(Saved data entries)
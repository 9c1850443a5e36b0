//! medinexus-core - Orchestration core of the MediNexus hospital assistant
//!
//! This crate provides:
//! - Agent registry with the hub navigator and four specialist personas
//! - Router that classifies a request into a specialist with a schema-constrained call
//! - Dispatcher that answers as the chosen specialist with bounded history and web search
//! - Sequencer that drives one turn at a time and owns the transcript
//! - Gemini gateway with lazy credential resolution

pub mod agents;
pub mod dispatcher;
pub mod error;
pub mod providers;
pub mod router;
pub mod sequencer;
pub mod types;

#[cfg(test)]
mod testing;

// Re-export main types for convenience
pub use agents::{AgentId, AgentProfile, AgentRegistry, ToolKind, UnknownAgentId};
pub use dispatcher::{Dispatcher, DispatcherConfig, SpecialistResponder};
pub use error::{ConfigurationError, GatewayError, RoutingFailure, SubmitError};
pub use providers::{CredentialResolver, GeminiConfig, GeminiGateway, LlmGateway};
pub use router::{RequestRouter, Router, RouterConfig};
pub use sequencer::{Sequencer, SessionConfig, SessionStatus, TurnPhase, TurnReport};
pub use types::{ConversationTurn, GenerationResult, RoutingDecision, TurnRole};
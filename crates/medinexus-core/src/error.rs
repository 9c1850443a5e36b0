//! Error taxonomy for the orchestration core

use thiserror::Error;

use crate::agents::{AgentId, UnknownAgentId};
use crate::sequencer::TurnPhase;

/// Failure of a single backend call
#[derive(Debug, Error)]
pub enum GatewayError {
    /// No API credential could be resolved; the call was not attempted
    #[error("no API credential configured")]
    MissingCredential,

    #[error("request to LLM backend failed: {0}")]
    Transport(#[from] reqwest::Error),

    #[error("LLM backend returned status {status}: {body}")]
    Status { status: u16, body: String },

    #[error("malformed LLM backend response: {0}")]
    Malformed(String),
}

impl GatewayError {
    /// Whether this failure is a configuration problem rather than a
    /// recoverable backend failure
    pub fn is_configuration(&self) -> bool {
        matches!(self, Self::MissingCredential)
    }
}

/// Why a classification could not be used. Recovered inside the router.
#[derive(Debug, Error)]
pub enum RoutingFailure {
    #[error("gateway call failed: {0}")]
    Gateway(GatewayError),

    #[error("router returned an empty response")]
    EmptyResponse,

    #[error("router output did not match the schema: {0}")]
    Malformed(serde_json::Error),

    #[error(transparent)]
    UnknownAgent(#[from] UnknownAgentId),

    #[error("router chose {0}, which is not a specialist")]
    NotASpecialist(AgentId),
}

/// Fatal to the current turn; surfaced to the user, never retried
#[derive(Debug, Clone, PartialEq, Eq, Error)]
pub enum ConfigurationError {
    #[error(
        "no API credential configured; set gateway.api_key in the config file \
         or one of the API_KEY, GEMINI_API_KEY, GOOGLE_AI_API_KEY environment variables"
    )]
    MissingCredential,
}

/// Why a submission was not accepted
#[derive(Debug, Clone, PartialEq, Eq, Error)]
pub enum SubmitError {
    #[error("utterance is blank")]
    Blank,

    #[error("a turn is already in progress ({0})")]
    Busy(TurnPhase),

    /// The runtime shut down before the turn finished
    #[error("the turn was interrupted before completing")]
    Interrupted,
}

#[cfg(test)]
mod tests {
    use super::*;

    #[test]
    fn test_only_missing_credential_is_configuration() {
        assert!(GatewayError::MissingCredential.is_configuration());
        assert!(!GatewayError::Malformed("x".into()).is_configuration());
        assert!(
            !GatewayError::Status {
                status: 500,
                body: String::new()
            }
            .is_configuration()
        );
    }

    #[test]
    fn test_routing_failure_display() {
        let unknown = RoutingFailure::from(UnknownAgentId("LAB".to_string()));
        assert_eq!(unknown.to_string(), "unknown agent identifier 'LAB'");
        assert_eq!(
            RoutingFailure::NotASpecialist(AgentId::Navigator).to_string(),
            "router chose NAVIGATOR, which is not a specialist"
        );
    }

    #[test]
    fn test_configuration_error_mentions_setup() {
        let msg = ConfigurationError::MissingCredential.to_string();
        assert!(msg.contains("api_key"));
        assert!(msg.contains("GEMINI_API_KEY"));
    }

    #[test]
    fn test_submit_error_display() {
        assert_eq!(SubmitError::Blank.to_string(), "utterance is blank");
        assert_eq!(
            SubmitError::Busy(TurnPhase::Routing).to_string(),
            "a turn is already in progress (routing)"
        );
    }
}
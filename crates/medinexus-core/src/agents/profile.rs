//! Agent profile - defines an agent's identity, persona instruction, and tools

use serde::{Deserialize, Serialize};
use std::str::FromStr;

use crate::providers::GatewayTool;

/// Closed set of agent identifiers.
///
/// `Navigator` is the hub: it routes requests but never answers them. The
/// other four are specialists a request can be delegated to.
#[derive(Debug, Clone, Copy, PartialEq, Eq, Hash, Serialize, Deserialize)]
#[serde(rename_all = "SCREAMING_SNAKE_CASE")]
pub enum AgentId {
    Navigator,
    Scheduler,
    PatientInfo,
    Billing,
    MedicalRecords,
}

impl AgentId {
    /// The coordinating hub identifier
    pub const HUB: AgentId = AgentId::Navigator;

    /// Specialist identifiers, in the order they are offered to the router
    pub const SPECIALISTS: [AgentId; 4] = [
        AgentId::Scheduler,
        AgentId::PatientInfo,
        AgentId::Billing,
        AgentId::MedicalRecords,
    ];

    /// All identifiers, hub first
    pub const ALL: [AgentId; 5] = [
        AgentId::Navigator,
        AgentId::Scheduler,
        AgentId::PatientInfo,
        AgentId::Billing,
        AgentId::MedicalRecords,
    ];

    pub fn is_hub(&self) -> bool {
        *self == Self::HUB
    }

    /// Wire identifier, as used in routing schemas and backend output
    pub fn as_str(&self) -> &'static str {
        match self {
            Self::Navigator => "NAVIGATOR",
            Self::Scheduler => "SCHEDULER",
            Self::PatientInfo => "PATIENT_INFO",
            Self::Billing => "BILLING",
            Self::MedicalRecords => "MEDICAL_RECORDS",
        }
    }
}

impl std::fmt::Display for AgentId {
    fn fmt(&self, f: &mut std::fmt::Formatter<'_>) -> std::fmt::Result {
        f.write_str(self.as_str())
    }
}

/// Returned when a string does not name one of the five agents
#[derive(Debug, Clone, PartialEq, Eq, thiserror::Error)]
#[error("unknown agent identifier '{0}'")]
pub struct UnknownAgentId(pub String);

impl FromStr for AgentId {
    type Err = UnknownAgentId;

    fn from_str(s: &str) -> Result<Self, Self::Err> {
        Self::ALL
            .into_iter()
            .find(|id| id.as_str() == s.trim())
            .ok_or_else(|| UnknownAgentId(s.to_string()))
    }
}

/// Capabilities an agent may be permitted to use
#[derive(Debug, Clone, Copy, PartialEq, Eq, Serialize, Deserialize)]
#[serde(rename_all = "snake_case")]
pub enum ToolKind {
    /// External web search, enabled on the backend per call
    WebSearch,
    /// Structured documents (forms, tables) rendered in the answer text
    DocumentGeneration,
}

impl ToolKind {
    /// The backend tool this capability enables, if any.
    ///
    /// Document generation is carried by the persona instruction alone.
    pub fn gateway_tool(&self) -> Option<GatewayTool> {
        match self {
            Self::WebSearch => Some(GatewayTool::WebSearch),
            Self::DocumentGeneration => None,
        }
    }
}

impl std::fmt::Display for ToolKind {
    fn fmt(&self, f: &mut std::fmt::Formatter<'_>) -> std::fmt::Result {
        match self {
            Self::WebSearch => write!(f, "web_search"),
            Self::DocumentGeneration => write!(f, "document_generation"),
        }
    }
}

/// An agent persona: display metadata, system instruction, permitted tools
#[derive(Debug, Clone, Serialize, Deserialize)]
pub struct AgentProfile {
    pub id: AgentId,
    pub name: String,
    pub role: String,
    pub description: String,
    pub instruction: String,
    #[serde(default)]
    pub tools: Vec<ToolKind>,
}

impl AgentProfile {
    pub fn new(id: AgentId, name: impl Into<String>, instruction: impl Into<String>) -> Self {
        Self {
            id,
            name: name.into(),
            role: String::new(),
            description: String::new(),
            instruction: instruction.into(),
            tools: Vec::new(),
        }
    }

    pub fn with_role(mut self, role: impl Into<String>) -> Self {
        self.role = role.into();
        self
    }

    pub fn with_description(mut self, description: impl Into<String>) -> Self {
        self.description = description.into();
        self
    }

    pub fn with_tools(mut self, tools: impl IntoIterator<Item = ToolKind>) -> Self {
        self.tools = tools.into_iter().collect();
        self
    }

    /// Check if a tool is permitted for this agent
    pub fn is_tool_allowed(&self, tool: ToolKind) -> bool {
        self.tools.contains(&tool)
    }

    /// Backend tools to enable when this agent answers
    pub fn gateway_tools(&self) -> Vec<GatewayTool> {
        let mut enabled = Vec::new();
        for tool in self.tools.iter().filter_map(ToolKind::gateway_tool) {
            if !enabled.contains(&tool) {
                enabled.push(tool);
            }
        }
        enabled
    }
}

#[cfg(test)]
mod tests {
    use super::*;

    #[test]
    fn test_agent_id_roundtrips_wire_names() {
        for id in AgentId::ALL {
            assert_eq!(id.as_str().parse::<AgentId>().unwrap(), id);
        }
        assert_eq!(" BILLING ".parse::<AgentId>().unwrap(), AgentId::Billing);
    }

    #[test]
    fn test_agent_id_rejects_foreign_names() {
        let err = "PHARMACY".parse::<AgentId>().unwrap_err();
        assert_eq!(err, UnknownAgentId("PHARMACY".to_string()));
        assert!("billing".parse::<AgentId>().is_err());
    }

    #[test]
    fn test_agent_id_serde_matches_display() {
        let json = serde_json::to_string(&AgentId::MedicalRecords).unwrap();
        assert_eq!(json, "\"MEDICAL_RECORDS\"");
        assert_eq!(AgentId::MedicalRecords.to_string(), "MEDICAL_RECORDS");
    }

    #[test]
    fn test_specialists_exclude_hub() {
        assert!(!AgentId::SPECIALISTS.contains(&AgentId::HUB));
        assert!(AgentId::Navigator.is_hub());
        assert!(!AgentId::Scheduler.is_hub());
    }

    #[test]
    fn test_profile_tools() {
        let profile = AgentProfile::new(AgentId::Billing, "Billing", "You handle billing.")
            .with_tools([ToolKind::WebSearch, ToolKind::DocumentGeneration]);
        assert!(profile.is_tool_allowed(ToolKind::WebSearch));
        assert_eq!(profile.gateway_tools(), vec![GatewayTool::WebSearch]);
    }

    #[test]
    fn test_profile_without_search_enables_nothing() {
        let profile = AgentProfile::new(AgentId::MedicalRecords, "Records", "You keep records.")
            .with_tools([ToolKind::DocumentGeneration]);
        assert!(!profile.is_tool_allowed(ToolKind::WebSearch));
        assert!(profile.gateway_tools().is_empty());
    }
}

(WHAT YOU SHOULD DO) Search the data for "assert!(!profile.is_tool_allowed(ToolKind::WebSearch));". Beginning with that line, set down every line through the last exactly.

(WRITTEN RESPONSE)
        assert!(!profile.is_tool_allowed(ToolKind::WebSearch));
        assert!(profile.gateway_tools().is_empty());
    }
}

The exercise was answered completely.